In conclusion, TMZ is related to increased mutational and neoantigen burdens and therefore could drive immune modulation. However, there is an urgent need for a better definition of mechanisms linking DNA damage and immune surveillance. For this reason, further validations are warranted.

Circulating tumor dna may guide adjuvant treatment decisions in stage ii colon cancer

ctDNA has been established in several studies as a very strong prognostic factor in localized colon cancer, indicating the presence of minimal residual disease and announcing an eventually clinical detectable relapse in the coming months after its detection., In a very important paper recently published in the New England Journal of Medicine, Tie et al. reported for the first time that ctDNA may guide our clinical decisions to administer or not adjuvant chemotherapy in patients with stage II colon cancer. Patients were assigned after a 2 : 1 randomization to a ctDNA-guided strategy versus a conventional approach, based only upon the recognition of established pathological factors.
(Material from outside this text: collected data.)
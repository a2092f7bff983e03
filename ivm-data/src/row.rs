use std::collections::BTreeMap;

use serde::{Deserialize, Serialize};

use crate::key::Key;
use crate::value::Value;

/// An immutable, unordered mapping from column name to [`Value`] (spec §3).
///
/// Backed by a `BTreeMap` rather than a `HashMap` so that two rows built
/// from the same columns/values compare and hash identically regardless of
/// construction order — needed since `Row` is used as (part of) a scratch
/// key and as the unit of deep equality the invariants in spec §3 require.
#[derive(Clone, Debug, Default, PartialEq, Eq, Hash, Serialize, Deserialize)]
pub struct Row(BTreeMap<String, Value>);

impl Row {
    pub fn new(columns: impl IntoIterator<Item = (String, Value)>) -> Self {
        Row(columns.into_iter().collect())
    }

    pub fn get(&self, column: &str) -> Option<&Value> {
        self.0.get(column)
    }

    pub fn columns(&self) -> impl Iterator<Item = &str> {
        self.0.keys().map(String::as_str)
    }

    pub fn iter(&self) -> impl Iterator<Item = (&str, &Value)> {
        self.0.iter().map(|(k, v)| (k.as_str(), v))
    }

    /// Extract the ordered tuple of values for `columns`, used to build a
    /// primary-key or join-key [`Key`]. Panics if a named column is absent —
    /// callers only ever pass columns declared in the owning schema.
    #[track_caller]
    pub fn key_for(&self, columns: &[String]) -> Key {
        Key::new(
            columns
                .iter()
                .map(|c| {
                    self.get(c)
                        .unwrap_or_else(|| panic!("row missing declared column {c:?}"))
                        .clone()
                })
                .collect::<Vec<_>>(),
        )
    }
}

impl FromIterator<(String, Value)> for Row {
    fn from_iter<T: IntoIterator<Item = (String, Value)>>(iter: T) -> Self {
        Row(iter.into_iter().collect())
    }
}

#[cfg(test)]
mod tests {
    use super::*;
    use crate::value::Value;

    /// Rows cross the source/view boundary into serialized form wherever a
    /// [`Change`](https://docs.rs/ivm-dataflow) is handed to a transport
    /// layer (spec §6); a round trip through JSON must preserve every
    /// column regardless of insertion order, since `Row` is unordered.
    #[test]
    fn json_round_trip_preserves_columns() {
        let row = Row::new([
            ("id".to_string(), Value::from("i1")),
            ("title".to_string(), Value::from("first")),
            ("closed".to_string(), Value::from(false)),
        ]);
        let json = serde_json::to_string(&row).unwrap();
        let restored: Row = serde_json::from_str(&json).unwrap();
        assert_eq!(row, restored);
    }
}
//! Desktop backend supervisor
//!
//! This library starts a local Python web backend for a desktop UI shell,
//! waits until it answers its health endpoint, watches it while it runs and
//! stops its whole process tree on the way out. A backend left behind by an
//! earlier crash is found through a pid record and cleaned up first.

pub mod config;
pub mod core;
pub mod error;
pub mod services;
pub mod supervisor;
pub mod traits;
pub mod types;

// Re-export commonly used types
pub use config::{Args, SupervisorConfig};
pub use core::{GateOutcome, HealthGate, ManagedProcess, SupervisorState};
pub use error::{SupervisorError, SupervisorResult};
pub use supervisor::{RunOutcome, Supervisor};
pub use traits::{InstanceLock, LaunchSpec, LaunchedService, PidStore, ProcessLauncher, ProcessTerminator, ServiceProbe};
pub use types::{ExitInfo, HealthStatus, LockAcquisition, Phase, ProcessOwnership, ShellSignal, TerminationOutcome};
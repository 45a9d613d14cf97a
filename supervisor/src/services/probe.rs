//! Real network probe service

use async_trait::async_trait;
use reqwest::Client;
use std::time::Duration;

use crate::services::{liveness, port_check};
use crate::traits::ServiceProbe;
use crate::types::HealthStatus;
use shared::{process_debug, ComponentId};

/// Real probe implementation using reqwest and tokio sockets
pub struct RealServiceProbe {
    client: Client,
}

impl RealServiceProbe {
    pub fn new() -> Self {
        Self {
            client: liveness::probe_client(),
        }
    }
}

impl Default for RealServiceProbe {
    fn default() -> Self {
        Self::new()
    }
}

#[async_trait]
impl ServiceProbe for RealServiceProbe {
    async fn check_health(&self, url: &str, timeout: Duration) -> HealthStatus {
        let status = liveness::check_liveness(&self.client, url, timeout).await;
        process_debug!(ComponentId::current(), "🩺 Health check {}: {:?}", url, status);
        status
    }

    async fn is_port_open(&self, host: &str, port: u16, timeout: Duration) -> bool {
        port_check::is_port_open(host, port, timeout).await
    }
}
Patients assigned to the ctDNA-guided approach got significantly less frequently adjuvant chemotherapy than those assessed by the conventional strategy (15% versus 28%). The risk of receiving adjuvant chemotherapy for patients presenting pathologically defined high-risk features was more than double, compared with those in which that decision was ctDNA guided. Using ctDNA may lead us to avoid overtreatment in a significant number of patients that are already cured by radical surgery without the addition of adjuvant chemotherapy.

The next question analyzed by this trial is on the efficacy of adjuvant chemotherapy, proving that the ctDNA-guided strategy was noninferior relative to standard management. Recurrence-free survival at 2 years was 93.5% for the ctDNA-guided cohort versus 92.4% in the standard management group. Moreover, 3-year recurrence-free survival was 86.4% for ctDNA-positive patients who got adjuvant chemotherapy and 95.2% for ctDNA-negative patients who never received adjuvant treatment. Some questions still remain unanswered, such as the value of clearance or persistence of ctDNA after adjuvant chemotherapy, indicating potential sensitivity or resistance to chemotherapy and even a potential individualization of treatment of some ctDNA-positive patients, according to some specific molecular findings. ctDNA analysis is becoming a useful and potent tool to avoid adjuvant chemotherapy in stage II patients with negative results, without risking relapses, relative to a more conventional approach based only upon clinical and pathological features. Studies assessing ctDNA in stage III colon cancer are also underway and we expect them to bring further light for a more personalized approach to better guide our adjuvant treatment decisions.